▶ **BRIEF**
Write out exactly the lines from the first line of the records below through the line that contains "namespace may span", and stop there.

▶ **Stored data entries**

BEGIN

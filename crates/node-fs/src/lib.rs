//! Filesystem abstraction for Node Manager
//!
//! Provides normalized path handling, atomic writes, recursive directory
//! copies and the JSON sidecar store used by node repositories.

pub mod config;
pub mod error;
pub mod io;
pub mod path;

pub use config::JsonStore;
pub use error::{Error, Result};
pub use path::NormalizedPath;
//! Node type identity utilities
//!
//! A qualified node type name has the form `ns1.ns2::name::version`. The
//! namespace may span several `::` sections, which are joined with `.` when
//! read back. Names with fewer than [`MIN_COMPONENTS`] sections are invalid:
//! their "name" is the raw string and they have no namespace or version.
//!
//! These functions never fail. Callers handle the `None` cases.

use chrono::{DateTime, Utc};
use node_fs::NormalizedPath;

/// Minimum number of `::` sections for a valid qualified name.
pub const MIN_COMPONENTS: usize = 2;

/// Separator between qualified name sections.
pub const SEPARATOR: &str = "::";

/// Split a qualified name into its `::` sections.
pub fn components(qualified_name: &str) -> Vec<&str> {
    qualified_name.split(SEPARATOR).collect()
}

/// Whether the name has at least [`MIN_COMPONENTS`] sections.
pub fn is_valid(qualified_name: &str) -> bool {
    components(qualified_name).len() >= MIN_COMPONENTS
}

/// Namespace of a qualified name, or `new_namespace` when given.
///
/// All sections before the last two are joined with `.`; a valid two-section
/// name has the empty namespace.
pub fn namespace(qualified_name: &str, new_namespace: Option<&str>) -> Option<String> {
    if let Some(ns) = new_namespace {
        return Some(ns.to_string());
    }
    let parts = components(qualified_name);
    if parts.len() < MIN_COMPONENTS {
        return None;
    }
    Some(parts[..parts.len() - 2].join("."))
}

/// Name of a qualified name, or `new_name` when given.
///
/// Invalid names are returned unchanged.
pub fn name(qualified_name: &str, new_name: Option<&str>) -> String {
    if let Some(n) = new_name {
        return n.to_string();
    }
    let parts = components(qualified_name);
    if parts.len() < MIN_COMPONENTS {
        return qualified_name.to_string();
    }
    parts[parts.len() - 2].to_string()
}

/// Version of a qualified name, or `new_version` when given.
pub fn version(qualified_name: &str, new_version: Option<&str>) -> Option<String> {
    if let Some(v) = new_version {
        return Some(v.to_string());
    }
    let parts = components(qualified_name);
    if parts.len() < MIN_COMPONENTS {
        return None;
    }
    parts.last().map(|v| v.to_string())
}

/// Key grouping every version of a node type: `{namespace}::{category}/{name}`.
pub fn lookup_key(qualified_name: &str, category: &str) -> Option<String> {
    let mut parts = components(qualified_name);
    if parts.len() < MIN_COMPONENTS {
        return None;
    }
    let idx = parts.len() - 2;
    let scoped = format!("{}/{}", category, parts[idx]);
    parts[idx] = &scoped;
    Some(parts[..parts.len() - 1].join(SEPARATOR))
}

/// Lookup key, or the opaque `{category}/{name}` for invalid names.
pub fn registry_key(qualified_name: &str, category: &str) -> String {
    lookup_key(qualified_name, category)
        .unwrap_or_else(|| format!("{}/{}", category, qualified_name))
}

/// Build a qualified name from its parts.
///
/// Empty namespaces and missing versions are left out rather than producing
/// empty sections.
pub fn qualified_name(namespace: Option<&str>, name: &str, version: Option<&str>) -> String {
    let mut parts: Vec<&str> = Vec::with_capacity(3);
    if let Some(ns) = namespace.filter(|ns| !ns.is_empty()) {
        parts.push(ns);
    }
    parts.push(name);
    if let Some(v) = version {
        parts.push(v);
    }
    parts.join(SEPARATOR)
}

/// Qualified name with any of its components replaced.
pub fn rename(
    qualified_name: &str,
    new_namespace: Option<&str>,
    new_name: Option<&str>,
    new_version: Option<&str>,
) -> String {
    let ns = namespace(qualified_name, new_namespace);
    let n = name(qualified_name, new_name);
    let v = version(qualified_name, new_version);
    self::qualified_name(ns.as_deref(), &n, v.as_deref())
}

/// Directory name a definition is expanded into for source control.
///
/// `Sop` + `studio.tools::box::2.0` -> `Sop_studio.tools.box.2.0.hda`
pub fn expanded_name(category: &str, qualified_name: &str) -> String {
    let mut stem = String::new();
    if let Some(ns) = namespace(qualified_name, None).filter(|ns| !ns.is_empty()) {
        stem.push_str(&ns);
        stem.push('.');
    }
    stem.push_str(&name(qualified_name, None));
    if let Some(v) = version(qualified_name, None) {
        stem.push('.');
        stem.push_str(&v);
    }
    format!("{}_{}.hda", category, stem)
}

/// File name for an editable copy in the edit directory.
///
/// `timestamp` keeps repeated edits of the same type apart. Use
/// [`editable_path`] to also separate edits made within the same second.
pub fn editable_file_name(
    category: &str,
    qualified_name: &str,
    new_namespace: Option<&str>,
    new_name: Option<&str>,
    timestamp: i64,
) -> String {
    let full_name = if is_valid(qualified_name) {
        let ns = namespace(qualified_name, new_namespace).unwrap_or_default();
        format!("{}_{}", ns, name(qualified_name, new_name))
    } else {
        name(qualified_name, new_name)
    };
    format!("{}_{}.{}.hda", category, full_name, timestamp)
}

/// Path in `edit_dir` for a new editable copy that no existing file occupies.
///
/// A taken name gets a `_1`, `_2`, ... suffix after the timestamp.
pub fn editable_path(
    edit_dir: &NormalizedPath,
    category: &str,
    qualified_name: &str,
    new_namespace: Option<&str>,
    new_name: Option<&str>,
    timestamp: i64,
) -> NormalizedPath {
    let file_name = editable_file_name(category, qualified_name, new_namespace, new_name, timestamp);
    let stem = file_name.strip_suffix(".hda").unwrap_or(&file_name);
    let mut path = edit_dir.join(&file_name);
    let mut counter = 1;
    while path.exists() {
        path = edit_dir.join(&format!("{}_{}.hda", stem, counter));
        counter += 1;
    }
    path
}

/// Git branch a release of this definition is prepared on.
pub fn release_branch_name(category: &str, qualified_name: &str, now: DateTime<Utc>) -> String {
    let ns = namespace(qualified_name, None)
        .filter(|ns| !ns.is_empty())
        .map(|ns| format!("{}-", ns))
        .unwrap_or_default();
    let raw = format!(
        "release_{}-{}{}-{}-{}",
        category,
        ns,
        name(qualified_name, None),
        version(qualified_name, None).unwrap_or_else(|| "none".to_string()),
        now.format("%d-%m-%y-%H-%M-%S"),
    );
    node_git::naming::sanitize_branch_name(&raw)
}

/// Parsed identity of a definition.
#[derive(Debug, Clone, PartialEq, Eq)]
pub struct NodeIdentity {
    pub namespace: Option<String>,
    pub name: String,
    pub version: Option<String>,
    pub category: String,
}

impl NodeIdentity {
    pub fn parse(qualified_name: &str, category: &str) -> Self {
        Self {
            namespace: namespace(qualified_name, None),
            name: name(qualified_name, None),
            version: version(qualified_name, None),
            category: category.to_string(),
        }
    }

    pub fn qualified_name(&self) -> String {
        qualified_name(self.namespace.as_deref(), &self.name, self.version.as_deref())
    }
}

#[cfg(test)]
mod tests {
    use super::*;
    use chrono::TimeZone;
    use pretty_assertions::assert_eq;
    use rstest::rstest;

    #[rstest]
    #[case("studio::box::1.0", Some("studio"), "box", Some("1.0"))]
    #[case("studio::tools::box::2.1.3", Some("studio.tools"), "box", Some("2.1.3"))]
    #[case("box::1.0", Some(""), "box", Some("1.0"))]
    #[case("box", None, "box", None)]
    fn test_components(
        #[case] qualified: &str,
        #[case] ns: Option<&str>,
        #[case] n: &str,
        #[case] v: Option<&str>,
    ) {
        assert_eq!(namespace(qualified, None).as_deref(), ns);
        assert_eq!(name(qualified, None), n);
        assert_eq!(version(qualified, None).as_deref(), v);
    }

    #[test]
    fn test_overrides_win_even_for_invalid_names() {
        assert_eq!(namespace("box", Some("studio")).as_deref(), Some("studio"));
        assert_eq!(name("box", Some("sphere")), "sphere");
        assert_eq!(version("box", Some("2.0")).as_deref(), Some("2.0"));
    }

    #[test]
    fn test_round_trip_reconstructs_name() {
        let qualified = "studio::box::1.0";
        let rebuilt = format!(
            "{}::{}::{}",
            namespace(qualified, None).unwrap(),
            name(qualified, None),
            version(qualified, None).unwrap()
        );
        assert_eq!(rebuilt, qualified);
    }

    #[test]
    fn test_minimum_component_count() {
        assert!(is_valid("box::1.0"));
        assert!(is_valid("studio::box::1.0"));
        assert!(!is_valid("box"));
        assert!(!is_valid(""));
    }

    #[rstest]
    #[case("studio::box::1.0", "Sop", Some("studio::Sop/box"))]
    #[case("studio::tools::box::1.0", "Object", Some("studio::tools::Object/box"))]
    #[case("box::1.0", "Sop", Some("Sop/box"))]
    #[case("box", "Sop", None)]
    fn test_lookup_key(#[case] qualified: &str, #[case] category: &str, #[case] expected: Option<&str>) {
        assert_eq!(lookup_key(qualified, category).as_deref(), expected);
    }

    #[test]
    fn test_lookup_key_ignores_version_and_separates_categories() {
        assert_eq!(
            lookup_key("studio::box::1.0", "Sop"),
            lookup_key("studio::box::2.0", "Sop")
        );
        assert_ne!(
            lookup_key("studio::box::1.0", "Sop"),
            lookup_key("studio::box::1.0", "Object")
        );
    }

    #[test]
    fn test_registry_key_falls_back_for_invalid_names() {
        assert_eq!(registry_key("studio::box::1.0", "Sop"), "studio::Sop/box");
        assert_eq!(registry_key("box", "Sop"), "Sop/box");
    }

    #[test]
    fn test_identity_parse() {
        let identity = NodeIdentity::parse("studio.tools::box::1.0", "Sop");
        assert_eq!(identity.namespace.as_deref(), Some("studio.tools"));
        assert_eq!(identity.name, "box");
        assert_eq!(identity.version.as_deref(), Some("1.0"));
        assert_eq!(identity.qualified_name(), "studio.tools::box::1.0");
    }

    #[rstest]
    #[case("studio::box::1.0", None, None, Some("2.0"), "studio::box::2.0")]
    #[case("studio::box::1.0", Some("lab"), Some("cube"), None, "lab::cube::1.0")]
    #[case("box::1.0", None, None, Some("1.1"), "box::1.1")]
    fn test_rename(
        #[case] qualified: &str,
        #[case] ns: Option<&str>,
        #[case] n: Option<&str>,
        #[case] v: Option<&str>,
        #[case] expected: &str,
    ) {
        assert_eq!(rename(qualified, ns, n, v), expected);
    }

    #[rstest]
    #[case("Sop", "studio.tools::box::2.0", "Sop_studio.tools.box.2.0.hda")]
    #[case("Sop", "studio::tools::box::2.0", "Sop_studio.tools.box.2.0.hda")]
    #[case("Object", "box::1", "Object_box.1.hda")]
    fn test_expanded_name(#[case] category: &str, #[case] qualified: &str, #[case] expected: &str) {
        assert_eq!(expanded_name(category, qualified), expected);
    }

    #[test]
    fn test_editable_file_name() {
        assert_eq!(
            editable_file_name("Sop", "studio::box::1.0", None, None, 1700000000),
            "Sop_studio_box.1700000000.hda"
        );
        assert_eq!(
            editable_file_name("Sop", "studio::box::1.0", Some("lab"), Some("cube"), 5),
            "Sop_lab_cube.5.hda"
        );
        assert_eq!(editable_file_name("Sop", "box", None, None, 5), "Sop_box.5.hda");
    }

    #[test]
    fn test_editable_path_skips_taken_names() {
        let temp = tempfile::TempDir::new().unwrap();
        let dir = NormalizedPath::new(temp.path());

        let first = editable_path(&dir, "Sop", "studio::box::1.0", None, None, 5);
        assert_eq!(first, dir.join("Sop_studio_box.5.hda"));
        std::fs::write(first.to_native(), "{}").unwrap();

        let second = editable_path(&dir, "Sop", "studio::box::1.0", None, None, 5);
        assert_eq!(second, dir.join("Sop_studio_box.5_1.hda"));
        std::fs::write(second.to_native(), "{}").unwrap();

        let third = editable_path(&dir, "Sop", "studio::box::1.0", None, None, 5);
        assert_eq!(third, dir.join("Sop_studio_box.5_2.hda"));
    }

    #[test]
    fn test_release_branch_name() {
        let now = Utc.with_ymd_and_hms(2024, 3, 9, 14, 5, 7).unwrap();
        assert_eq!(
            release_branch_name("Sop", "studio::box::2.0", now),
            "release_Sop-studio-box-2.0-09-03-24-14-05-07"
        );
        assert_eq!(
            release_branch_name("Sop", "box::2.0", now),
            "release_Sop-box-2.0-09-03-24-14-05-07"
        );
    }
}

END

▶ **PROBLEM SOLUTION**
filename crates/node-fs/src/lib.rs
//! Filesystem abstraction for Node Manager
//!
//! Provides normalized path handling, atomic writes, recursive directory
//! copies and the JSON sidecar store used by node repositories.

pub mod config;
pub mod error;
pub mod io;
pub mod path;

pub use config::JsonStore;
pub use error::{Error, Result};
pub use path::NormalizedPath;
//! Node type identity utilities
//!
//! A qualified node type name has the form `ns1.ns2::name::version`. The
//! namespace may span several `::` sections, which are joined with `.` when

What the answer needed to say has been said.